Straight up Kaiseki cuisine with a man and a Nadaman

“This place has gone crazy”, says one of my lunch companions, a Hong Kong local of ten years. We are staring across Victoria Harbour from our 7th-story perch inside the intimate, luxurious surrounds of the Island Shangri-La’s Japanese fine dining restaurant, Nadaman.

I've always thought Hong Kong has its own brand of crazy - a city-sized game of pick-up sticks that has the funny habit of always falling into place.

“What sort of crazy,” I enquire?

“Insane money”, he replies, “just an insane amount of money”.

Makes sense. I've never seen so many Rollers in a carpark as I did entering the hotel. At twenty-five years old, this jewel in Shangri-La's crown still impresses with grandeur and class. Hong Kong's business elite use the hotel's facilities and dining venues to make deals, the value of which no doubt fall into the category formally known as 'insane money'.

Our waiter serves us our first course as we chat – a deluxe assorted sashimi. Nadaman excels in Kaiseki, the Japanese version of haute cuisine. Each slice of the delectable selection of fish and prawns is expertly prepared and served correctly cool.

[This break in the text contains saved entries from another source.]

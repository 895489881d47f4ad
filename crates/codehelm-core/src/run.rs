//! Run-state vocabulary shared by the orchestrator and its observers.
//!
//! A `ToolCallRecord` is created when the LLM emits a call and mutated in
//! place as it moves through approval and execution. Observers only ever
//! see cloned snapshots.

use serde::{Deserialize, Serialize};

// ─────────────────────────────────────────────
// Approval
// ─────────────────────────────────────────────

/// Which user consent a tool call needs before it may run.
#[derive(Clone, Copy, Debug, Default, PartialEq, Eq, Hash, Serialize, Deserialize)]
#[serde(rename_all = "lowercase")]
pub enum ApprovalType {
    #[default]
    None,
    Edits,
    Terminal,
    Dangerous,
}

impl ApprovalType {
    pub fn as_str(&self) -> &'static str {
        match self {
            ApprovalType::None => "none",
            ApprovalType::Edits => "edits",
            ApprovalType::Terminal => "terminal",
            ApprovalType::Dangerous => "dangerous",
        }
    }
}

impl std::fmt::Display for ApprovalType {
    fn fmt(&self, f: &mut std::fmt::Formatter<'_>) -> std::fmt::Result {
        f.write_str(self.as_str())
    }
}

// ─────────────────────────────────────────────
// Tool call records
// ─────────────────────────────────────────────

/// Lifecycle of one tool call:
/// `pending → running → {success | error | rejected | awaiting}`,
/// with `awaiting → running` on approval.
#[derive(Clone, Copy, Debug, PartialEq, Eq, Serialize, Deserialize)]
#[serde(rename_all = "lowercase")]
pub enum ToolCallStatus {
    Pending,
    Awaiting,
    Running,
    Success,
    Error,
    Rejected,
}

impl ToolCallStatus {
    /// Whether the call has reached a final state.
    pub fn is_terminal(&self) -> bool {
        matches!(
            self,
            ToolCallStatus::Success | ToolCallStatus::Error | ToolCallStatus::Rejected
        )
    }
}

/// Reason attached to every call still in flight when a run is aborted.
pub const ABORTED_BY_USER: &str = "aborted by user";

/// One tool invocation within a run.
#[derive(Clone, Debug, PartialEq, Serialize, Deserialize)]
pub struct ToolCallRecord {
    pub id: String,
    pub name: String,
    pub arguments: serde_json::Value,
    pub status: ToolCallStatus,
    #[serde(skip_serializing_if = "Option::is_none")]
    pub result: Option<String>,
    #[serde(skip_serializing_if = "Option::is_none")]
    pub error: Option<String>,
    pub approval: ApprovalType,
}

impl ToolCallRecord {
    pub fn new(id: impl Into<String>, name: impl Into<String>, arguments: serde_json::Value) -> Self {
        Self {
            id: id.into(),
            name: name.into(),
            arguments,
            status: ToolCallStatus::Pending,
            result: None,
            error: None,
            approval: ApprovalType::None,
        }
    }

    pub fn await_approval(&mut self, approval: ApprovalType) {
        self.approval = approval;
        self.status = ToolCallStatus::Awaiting;
    }

    pub fn start(&mut self) {
        self.status = ToolCallStatus::Running;
    }

    pub fn succeed(&mut self, result: impl Into<String>) {
        self.status = ToolCallStatus::Success;
        self.result = Some(result.into());
        self.error = None;
    }

    pub fn fail(&mut self, error: impl Into<String>) {
        self.status = ToolCallStatus::Error;
        self.error = Some(error.into());
    }

    pub fn reject(&mut self, reason: impl Into<String>) {
        self.status = ToolCallStatus::Rejected;
        self.error = Some(reason.into());
    }

    /// Move a non-terminal call to `error` with the abort reason.
    ///
    /// Returns `true` if the record changed.
    pub fn abort(&mut self) -> bool {
        if self.status.is_terminal() {
            return false;
        }
        self.fail(ABORTED_BY_USER);
        true
    }

    /// The text fed back to the LLM for this call.
    pub fn outcome_text(&self) -> String {
        match self.status {
            ToolCallStatus::Success => self.result.clone().unwrap_or_default(),
            ToolCallStatus::Rejected => format!(
                "Tool call '{}' was rejected by the user{}",
                self.name,
                self.error
                    .as_deref()
                    .map(|r| format!(": {r}"))
                    .unwrap_or_default()
            ),
            _ => format!("Error: {}", self.error.as_deref().unwrap_or("unknown failure")),
        }
    }
}

// ─────────────────────────────────────────────
// Compression level
// ─────────────────────────────────────────────

/// How hard the compressor squeezed the history; ordered by severity.
#[derive(Clone, Copy, Debug, Default, PartialEq, Eq, PartialOrd, Ord, Serialize, Deserialize)]
#[serde(rename_all = "lowercase")]
pub enum CompressionLevel {
    #[default]
    None,
    Light,
    Moderate,
    Aggressive,
}

// ─────────────────────────────────────────────
// Run outcome
// ─────────────────────────────────────────────

/// How a run ended.
#[derive(Clone, Debug, PartialEq, Eq, Serialize, Deserialize)]
#[serde(tag = "kind", rename_all = "snake_case")]
pub enum RunOutcome {
    /// The LLM answered without requesting more tools.
    Completed,
    Aborted,
    LoopDetected { reason: String },
    MaxRoundsReached { limit: u32 },
    Failed { reason: String },
}

impl RunOutcome {
    /// User-facing one-line description.
    pub fn describe(&self) -> String {
        match self {
            RunOutcome::Completed => "completed".to_string(),
            RunOutcome::Aborted => ABORTED_BY_USER.to_string(),
            RunOutcome::LoopDetected { reason } => format!("loop detected: {reason}"),
            RunOutcome::MaxRoundsReached { limit } => {
                format!("maximum tool call limit reached ({limit} rounds)")
            }
            RunOutcome::Failed { reason } => format!("failed: {reason}"),
        }
    }
}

“Can we eat more?”, the third in our trio asks.

I nod, “You guys?”

“Do it”, says our local friend. “Something broiled, I think”, says the other.

A deep-fried Kagoshima pork cutlet is tenderly cared for, while a fillet of silver cod with a wonderfully salted soya bean paste delights. The delicate white flesh of the cod is served steaming hot and falls apart easily. Afterwards, we circle round for a deluxe plate of the Nigiri sushi. The freshness and quality of the tuna, kingfish and salmon are especially on point.

Our local friend waves his chopsticks vaguely, westwards. “You guys should check out Tai Ping Shan”, he says, “It's hot right now. It's the island's oldest neighbourhood, but it's really taken off in the last couple of years.”

I'm aware I may have just been served a Zoolander quote, perhaps unintentionally, perhaps not.

“What's it all about then?”

“It used to be working class but now there's shops, cafes and galleries ... all independent stuff, kind of hipster”.

“What's good?”

“You have to check out the Man Mo temple there on Hollywood Road, it's one of the oldest in the city and there's an amazing amount of incense there. It burns all day long.”

“Coffee?” my compatriot asks.

Incongruously sipping espressos after a Japanese meal, we get down to business: who can do what for who, by when, for how much. The quite intimacy, the space between tables, the food, the service and the view makes Nadaman an impressive and ideal venue for fine cuisine with a side of commerce.